İki Kişilik Yaz

Üşenmedim saydım, tam on sekizinci DOT oyunumuzu izlemişiz geçen hafta. Pek mutlu ve gururluyuz, o ayrı, ama bir yandan da ufak çapta bir DOT uzmanı falan olmuş gibi hissediyoruz İso'cumla birlikte. Böyle kendimizi kaptırıp karşılaştırmalı analizler yaptığımız, yıllar içindeki gelişim/değişim sürecini artıları ve eksileri ile ele aldığımız tartışma programları düzenlediğimiz, insanlara "sana bu oyun olur, ama şu sert gelir; belki bir doz şundan, bir dozdan bundan alman iyi olur" gibi naçizane önerilerde bulunmadan edemediğimiz oluyor ne yalan söyleyeyim. ;) Değişmeyen tek şey var ki, her oyunlarından çıktığımızda kendimizi iyi hissettiğimiz ve "iyi ki gelmişiz" dememiz. 

İki Kişilik Yaz, diğer DOT oyunlarının bazılarından tanıdığımız David Greig ve tanımadığımız ya da anıyorsak da hatırlamadığımız Gordon Mc Intyre tarafından yazılmış. 35 yaş dönümünde ya da krizinde olan, birbirlerinden çok farklı iki karakterin, Helena ve Bob'un hem ayrı ayrı hem de ortak hikayelerini anlatıyor. Her ikisinin de hemfikir olduğu en önemli şey 35'in boktan bir yaş olduğu! 

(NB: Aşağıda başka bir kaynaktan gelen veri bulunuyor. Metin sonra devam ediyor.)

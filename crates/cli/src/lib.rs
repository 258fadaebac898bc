// SPDX-License-Identifier: MIT
// Copyright (c) 2026 Alfred Jean LLC

//! liftlogrs - library behind the `liftlog` CLI.
//!
//! Workout and exercise changes are queued in `.liftlog/queue.db` and
//! replayed in order against a `liftlog-remote` server whenever it is
//! reachable.
//!
//! # Main Components
//!
//! - [`Config`] - Project configuration (remote URL, queue tuning)
//! - [`sync::WebSocketRemote`] - Remote apply over WebSocket
//! - [`sync::probe`] - Reachability probing that drives connectivity
//! - [`Error`] - Error types for all operations

mod cli;
mod commands;

pub mod config;
pub mod error;
pub mod sync;

pub use cli::{Cli, Command, ExerciseCommand, OutputFormat, WorkoutCommand};
pub use config::{find_work_dir, init_work_dir, queue_db_path, Config};
pub use error::{Error, Result};

/// Execute a parsed command line. This is the main entry point for library
/// users and provides a testable way to run commands without process
/// execution.
pub fn run(cli: Cli) -> Result<()> {
    if let Some(dir) = &cli.directory {
        std::env::set_current_dir(dir)?;
    }

    if let Command::Init { remote, path } = cli.command {
        return commands::init::run(remote, path);
    }

    let runtime = tokio::runtime::Builder::new_multi_thread()
        .enable_all()
        .build()?;
    runtime.block_on(dispatch(cli.command))
}

async fn dispatch(command: Command) -> Result<()> {
    match command {
        Command::Init { remote, path } => commands::init::run(remote, path),
        Command::Workout { action } => commands::mutate::workout(action).await,
        Command::Exercise { action } => commands::mutate::exercise(action).await,
        Command::Enqueue {
            operation,
            record_id,
            data,
        } => commands::mutate::enqueue(&operation, &record_id, data.as_deref()).await,
        Command::Status { output } => commands::status::run(output).await,
        Command::List { status, output } => commands::list::run(status, output).await,
        Command::Sync { output } => commands::sync::run(output).await,
        Command::RetryFailed => commands::sync::retry_failed().await,
        Command::Sweep => commands::sync::sweep().await,
        Command::Watch => commands::watch::run().await,
    }
}
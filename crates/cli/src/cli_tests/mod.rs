// SPDX-License-Identifier: MIT
// Copyright (c) 2026 Alfred Jean LLC

// This module contains split test files for CLI parsing tests.
// Each file focuses on a specific category of tests.

use super::*;

mod mutation_tests;
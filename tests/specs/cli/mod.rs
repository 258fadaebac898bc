// SPDX-License-Identifier: MIT
// Copyright (c) 2026 Alfred Jean LLC

mod common;
mod init;
mod queue;
mod sync;
// SPDX-License-Identifier: MIT
// Copyright (c) 2026 Alfred Jean LLC

//! Connectivity monitor.
//!
//! A passive mirror of the platform's reachability feed. It keeps a single
//! online flag and fires a callback exactly once per offline→online edge.
//! It never polls; whoever owns the platform feed decides how reachability
//! is detected.

use std::sync::atomic::{AtomicBool, Ordering};
use std::sync::{Arc, Mutex};

use tokio::sync::watch;
use tokio::task::JoinHandle;

/// Tracks whether the remote is believed to be reachable.
#[derive(Debug)]
pub struct ConnectivityMonitor {
    online: Arc<AtomicBool>,
    task: Mutex<Option<JoinHandle<()>>>,
}

/// Store `online` and report whether this was an offline→online edge.
fn transition(flag: &AtomicBool, online: bool) -> bool {
    let was_online = flag.swap(online, Ordering::SeqCst);
    online && !was_online
}

impl ConnectivityMonitor {
    /// Create a monitor seeded with the initial (best-effort) reachability.
    pub fn new(initial: bool) -> Self {
        ConnectivityMonitor {
            online: Arc::new(AtomicBool::new(initial)),
            task: Mutex::new(None),
        }
    }

    pub fn is_online(&self) -> bool {
        self.online.load(Ordering::SeqCst)
    }

    /// Apply one reachability observation.
    ///
    /// Returns true if the monitor just came online.
    pub fn set_online(&self, online: bool) -> bool {
        transition(&self.online, online)
    }

    /// Mirror a platform connectivity feed.
    ///
    /// The feed's current value is adopted silently; every later change is
    /// mirrored and `on_online` runs once per offline→online edge. Calling
    /// this again replaces the previous subscription. Must be called from
    /// within a Tokio runtime.
    pub fn subscribe<F>(&self, mut feed: watch::Receiver<bool>, on_online: F)
    where
        F: Fn() + Send + Sync + 'static,
    {
        let online = Arc::clone(&self.online);
        online.store(*feed.borrow_and_update(), Ordering::SeqCst);

        let handle = tokio::spawn(async move {
            while feed.changed().await.is_ok() {
                let now = *feed.borrow_and_update();
                if transition(&online, now) {
                    tracing::info!("connectivity restored");
                    on_online();
                } else if !now {
                    tracing::debug!("connectivity lost");
                }
            }
            tracing::debug!("connectivity feed closed");
        });

        let mut task = self.task.lock().unwrap_or_else(|e| e.into_inner());
        if let Some(previous) = task.replace(handle) {
            previous.abort();
        }
    }

    /// Stop following the feed. Safe to call any number of times.
    pub fn teardown(&self) {
        let mut task = self.task.lock().unwrap_or_else(|e| e.into_inner());
        if let Some(handle) = task.take() {
            handle.abort();
        }
    }

    /// Returns true while a feed subscription is active.
    pub fn is_subscribed(&self) -> bool {
        let task = self.task.lock().unwrap_or_else(|e| e.into_inner());
        task.as_ref().is_some_and(|handle| !handle.is_finished())
    }
}

impl Drop for ConnectivityMonitor {
    fn drop(&mut self) {
        self.teardown();
    }
}

#[cfg(test)]
#[path = "connectivity_tests.rs"]
mod tests;
//! Axis-aligned bounding box

use crate::core::types::Vec3;

/// Axis-aligned bounding box defined by min and max corners
#[derive(Clone, Copy, Debug, PartialEq)]
pub struct Aabb {
    pub min: Vec3,
    pub max: Vec3,
}

impl Default for Aabb {
    fn default() -> Self {
        Self::EMPTY
    }
}

impl Aabb {
    /// Inverted box that any `expand` or `merged` call replaces.
    pub const EMPTY: Aabb = Aabb {
        min: Vec3::splat(f32::INFINITY),
        max: Vec3::splat(f32::NEG_INFINITY),
    };

    /// Create AABB from min and max corners
    pub fn new(min: Vec3, max: Vec3) -> Self {
        Self { min, max }
    }

    /// Create AABB from center and half-extents
    pub fn from_center_half_extent(center: Vec3, half_extent: Vec3) -> Self {
        Self {
            min: center - half_extent,
            max: center + half_extent,
        }
    }

    /// Smallest box containing all points
    pub fn from_points(points: impl IntoIterator<Item = Vec3>) -> Self {
        let mut aabb = Self::EMPTY;
        for p in points {
            aabb.expand(p);
        }
        aabb
    }

    /// False for `EMPTY` and any box with a NaN or inverted axis.
    pub fn is_valid(&self) -> bool {
        self.min.x <= self.max.x && self.min.y <= self.max.y && self.min.z <= self.max.z
            && self.min.is_finite() && self.max.is_finite()
    }

    /// Get center point
    pub fn center(&self) -> Vec3 {
        (self.min + self.max) * 0.5
    }

    /// Get size (max - min)
    pub fn size(&self) -> Vec3 {
        self.max - self.min
    }

    /// Get half-extents
    pub fn half_extent(&self) -> Vec3 {
        self.size() * 0.5
    }

    /// The 8 corner points
    pub fn corners(&self) -> [Vec3; 8] {
        let (a, b) = (self.min, self.max);
        [
            Vec3::new(a.x, a.y, a.z),
            Vec3::new(b.x, a.y, a.z),
            Vec3::new(a.x, b.y, a.z),
            Vec3::new(b.x, b.y, a.z),
            Vec3::new(a.x, a.y, b.z),
            Vec3::new(b.x, a.y, b.z),
            Vec3::new(a.x, b.y, b.z),
            Vec3::new(b.x, b.y, b.z),
        ]
    }

    /// Check if `other` lies completely inside this box
    pub fn contains_aabb(&self, other: &Aabb) -> bool {
        other.min.x >= self.min.x && other.max.x <= self.max.x &&
        other.min.y >= self.min.y && other.max.y <= self.max.y &&
        other.min.z >= self.min.z && other.max.z <= self.max.z
    }

    /// Check if two AABBs intersect
    pub fn intersects(&self, other: &Aabb) -> bool {
        self.min.x <= other.max.x && self.max.x >= other.min.x &&
        self.min.y <= other.max.y && self.max.y >= other.min.y &&
        self.min.z <= other.max.z && self.max.z >= other.min.z
    }

    /// Expand AABB to include point
    pub fn expand(&mut self, point: Vec3) {
        self.min = self.min.min(point);
        self.max = self.max.max(point);
    }

    /// Return merged AABB containing both
    pub fn merged(&self, other: &Aabb) -> Aabb {
        Aabb {
            min: self.min.min(other.min),
            max: self.max.max(other.max),
        }
    }

    /// Box grown by `margin` on every side
    pub fn widened(&self, margin: f32) -> Aabb {
        Aabb {
            min: self.min - Vec3::splat(margin),
            max: self.max + Vec3::splat(margin),
        }
    }

    /// Get child octant AABB for octree subdivision
    /// index: 0-7 representing xyz octant (bit 0=x, bit 1=y, bit 2=z)
    pub fn child_octant(&self, index: u8) -> Aabb {
        let center = self.center();
        let half = self.half_extent() * 0.5;

        let offset = Vec3::new(
            if index & 1 != 0 { half.x } else { -half.x },
            if index & 2 != 0 { half.y } else { -half.y },
            if index & 4 != 0 { half.z } else { -half.z },
        );

        Aabb::from_center_half_extent(center + offset, half)
    }

    /// Octant of this box that fully contains `other`, if any
    pub fn octant_containing(&self, other: &Aabb) -> Option<u8> {
        let c = self.center();
        let mut index = 0u8;
        for (axis, bit) in [(0usize, 1u8), (1, 2), (2, 4)] {
            if other.min[axis] >= c[axis] {
                index |= bit;
            } else if other.max[axis] > c[axis] {
                return None;
            }
        }
        Some(index)
    }
}
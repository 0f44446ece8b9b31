//! Light accumulation for instance baking.
//!
//! Every static light in range of a point contributes unless world geometry
//! blocks the line between the light and the point.

use glam::Vec3;

use crate::core::config::OctreeConfig;
use crate::math::{Aabb, Ray};
use crate::mesh::MeshData;
use crate::spatial::{FaceIndex, LightId, LightIndex, Octree};

use super::color::{luminance, srgb8_to_linear};

/// Hits closer than this fraction of the light distance block the light
pub const DEFAULT_OCCLUSION_FACTOR: f32 = 0.85;

/// A point light of the level
#[derive(Clone, Copy, Debug, PartialEq)]
pub struct StaticLight {
    pub position: Vec3,
    /// Linear RGB
    pub color: Vec3,
    pub range: f32,
    /// Only static lights are baked
    pub is_static: bool,
}

impl StaticLight {
    /// Light with an 8-bit display (sRGB) color.
    pub fn from_srgb8(position: Vec3, color: [u8; 3], range: f32, is_static: bool) -> Self {
        Self {
            position,
            color: srgb8_to_linear(color),
            range,
            is_static,
        }
    }
}

/// Result of a light lookup
#[derive(Clone, Copy, Debug, PartialEq)]
pub struct BakedLight {
    /// Accumulated linear color
    pub color: Vec3,
    /// Unit vector from the point towards the strongest light
    pub dir_inverted: Vec3,
}

/// Index static lights by their range box widened by `tolerance`.
pub fn build_light_index(lights: &[StaticLight], tolerance: f32, config: &OctreeConfig) -> LightIndex {
    let mut entries = Vec::with_capacity(lights.len());
    for (i, light) in lights.iter().enumerate() {
        if !light.is_static {
            log::debug!("Skipping dynamic light {} at {:?}", i, light.position);
            continue;
        }
        let half = Vec3::splat(light.range + tolerance);
        entries.push((LightId(i as u32), Aabb::from_center_half_extent(light.position, half)));
    }
    Octree::build(entries, config)
}

/// Everything a light lookup reads, borrowed from the level session.
pub struct StaticLightResolver<'a> {
    pub lights: &'a [StaticLight],
    pub light_index: &'a LightIndex,
    pub mesh: &'a MeshData,
    pub face_index: &'a FaceIndex,
    /// Half-extent of the query box around a point
    pub tolerance: f32,
    pub occlusion_factor: f32,
}

impl StaticLightResolver<'_> {
    /// Accumulated light at `point`, `None` if no light reaches it.
    pub fn light_at(&self, point: Vec3) -> Option<BakedLight> {
        let query = Aabb::from_center_half_extent(point, Vec3::splat(self.tolerance));

        let mut color = Vec3::ZERO;
        let mut contributions = 0;
        let mut strongest: Option<(f32, Vec3)> = None;

        for LightId(id) in self.light_index.range_search(&query, false) {
            let Some(light) = self.lights.get(id as usize) else {
                continue;
            };
            let distance = light.position.distance(point);
            if distance >= light.range || self.is_occluded(light.position, point, distance) {
                continue;
            }

            let weight = 1.0 - distance / light.range;
            color += light.color * weight;
            contributions += 1;

            let score = weight * luminance(light.color);
            if strongest.is_none_or(|(best, _)| score > best) {
                let dir = (light.position - point).try_normalize().unwrap_or(Vec3::Y);
                strongest = Some((score, dir));
            }
        }

        if contributions == 0 {
            return None;
        }
        Some(BakedLight {
            color,
            dir_inverted: strongest.map_or(Vec3::Y, |(_, dir)| dir),
        })
    }

    /// Cast from the light towards the point through the world faces.
    fn is_occluded(&self, light_pos: Vec3, point: Vec3, distance: f32) -> bool {
        let Some((ray, _)) = Ray::between(light_pos, point) else {
            return false;
        };
        let limit = distance * self.occlusion_factor;
        self.face_index.segment_search(light_pos, point).into_iter().any(|key| {
            self.mesh.face(key).is_some_and(|face| {
                let [a, b, c] = face.positions;
                ray.intersects_triangle(a, b, c).is_some_and(|t| t < limit)
            })
        })
    }
}

/// Light at `point` using the default occlusion factor.
pub fn light_at(
    point: Vec3,
    lights: &[StaticLight],
    light_index: &LightIndex,
    mesh: &MeshData,
    face_index: &FaceIndex,
    tolerance: f32,
) -> Option<BakedLight> {
    StaticLightResolver {
        lights,
        light_index,
        mesh,
        face_index,
        tolerance,
        occlusion_factor: DEFAULT_OCCLUSION_FACTOR,
    }
    .light_at(point)
}

#[cfg(test)]
mod tests {
    use super::*;
    use crate::lighting::ground::build_face_index;
    use crate::mesh::{MaterialId, VertexAttributes, VertexData, VertexPos};

    fn vertex(p: Vec3) -> (VertexPos, VertexAttributes) {
        (VertexPos::new(p), VertexAttributes::default())
    }

    /// Square wall in the plane x = `x`, spanning y and z in -5..5
    fn wall_at(x: f32) -> MeshData {
        let mut data = VertexData::new();
        data.push_triangle([
            vertex(Vec3::new(x, -5.0, -5.0)),
            vertex(Vec3::new(x, 5.0, -5.0)),
            vertex(Vec3::new(x, -5.0, 5.0)),
        ]);
        data.push_triangle([
            vertex(Vec3::new(x, 5.0, -5.0)),
            vertex(Vec3::new(x, 5.0, 5.0)),
            vertex(Vec3::new(x, -5.0, 5.0)),
        ]);
        let mut mesh = MeshData::new();
        mesh.submeshes.insert(MaterialId(0), data);
        mesh
    }

    fn resolve(point: Vec3, lights: &[StaticLight], mesh: &MeshData) -> Option<BakedLight> {
        let config = OctreeConfig::default();
        let light_index = build_light_index(lights, 1.0, &config);
        let face_index = build_face_index(mesh, &config);
        light_at(point, lights, &light_index, mesh, &face_index, 1.0)
    }

    #[test]
    fn test_single_light_weight() {
        let lights = [StaticLight::from_srgb8(Vec3::new(5.0, 0.0, 0.0), [255, 255, 255], 10.0, true)];
        let baked = resolve(Vec3::ZERO, &lights, &MeshData::new()).unwrap();
        assert!((baked.color - Vec3::splat(0.5)).length() < 1e-5);
        assert!((baked.dir_inverted - Vec3::X).length() < 1e-5);
    }

    #[test]
    fn test_out_of_range_light() {
        let lights = [StaticLight::from_srgb8(Vec3::new(20.0, 0.0, 0.0), [255, 255, 255], 10.0, true)];
        assert!(resolve(Vec3::ZERO, &lights, &MeshData::new()).is_none());
    }

    #[test]
    fn test_dynamic_lights_are_ignored() {
        let lights = [StaticLight::from_srgb8(Vec3::new(1.0, 0.0, 0.0), [255, 255, 255], 10.0, false)];
        assert!(resolve(Vec3::ZERO, &lights, &MeshData::new()).is_none());
    }

    #[test]
    fn test_wall_occludes_only_light() {
        let lights = [StaticLight::from_srgb8(Vec3::new(10.0, 0.0, 0.0), [255, 255, 255], 100.0, true)];
        // Hit at 5 of 10 units from the light
        assert!(resolve(Vec3::ZERO, &lights, &wall_at(5.0)).is_none());
    }

    #[test]
    fn test_wall_near_point_does_not_occlude() {
        let lights = [StaticLight::from_srgb8(Vec3::new(10.0, 0.0, 0.0), [255, 255, 255], 100.0, true)];
        // Hit at 9.5 of 10 units, past the occlusion limit
        assert!(resolve(Vec3::ZERO, &lights, &wall_at(0.5)).is_some());
    }

    #[test]
    fn test_three_lights_pick_strongest_direction() {
        let lights = [
            // weight 0.5, luma 1.0
            StaticLight::from_srgb8(Vec3::new(5.0, 0.0, 0.0), [255, 255, 255], 10.0, true),
            // weight 0.6, luma 0.299
            StaticLight::from_srgb8(Vec3::new(0.0, 0.0, 8.0), [255, 0, 0], 20.0, true),
            // weight 0.8, luma 0.587
            StaticLight::from_srgb8(Vec3::new(-6.0, 0.0, 0.0), [0, 255, 0], 30.0, true),
        ];
        let baked = resolve(Vec3::ZERO, &lights, &MeshData::new()).unwrap();

        assert!((baked.dir_inverted - Vec3::X).length() < 1e-5);
        let expected = Vec3::splat(0.5) + Vec3::new(0.6, 0.0, 0.0) + Vec3::new(0.0, 0.8, 0.0);
        assert!((baked.color - expected).length() < 1e-4);
    }

    #[test]
    fn test_occluded_light_does_not_steer_direction() {
        let lights = [
            StaticLight::from_srgb8(Vec3::new(10.0, 0.0, 0.0), [255, 255, 255], 100.0, true),
            StaticLight::from_srgb8(Vec3::new(0.0, 0.0, -10.0), [51, 51, 51], 100.0, true),
        ];
        let baked = resolve(Vec3::ZERO, &lights, &wall_at(5.0)).unwrap();
        assert!((baked.dir_inverted - Vec3::NEG_Z).length() < 1e-5);
    }
}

Belirtmeden geçemeyeceğim, 37 yaşımda ben de kendilerine katılıyorum. 35'in kişinin kendini belki de en çok yıpratarak sorguladığı yaş. Hayattaki anlam arayışının en yoğun olduğu dönem. Hayatın herkese sunduğu "fiks menü rutini" içinde boğulmaktan en korkulan dönem. Zaman zaman da en cesur adımların atılabildiği bir dönem. Peki boşanmış, yasa dışı işlerle uğraşan ve keyfi yerine gelsin diye barda tek başına Dostoyevski'nin Yeraltından Notlar'ını okuyacak kadar ümitsiz vaka olan Bob ile boşanma avukatı, iyi eğitimli, yalnız profesyonel Helena 35 bunalımını nasıl atlatacaklar dersiniz? Akışa mı kapılırlar, yoksa radikal kararlar alarak hayatlarının dümenini çılgınca bir yöne mi çevirirler? Birlikte mi, ayrı ayrı mı? İzleyip de görmeye ne dersiniz?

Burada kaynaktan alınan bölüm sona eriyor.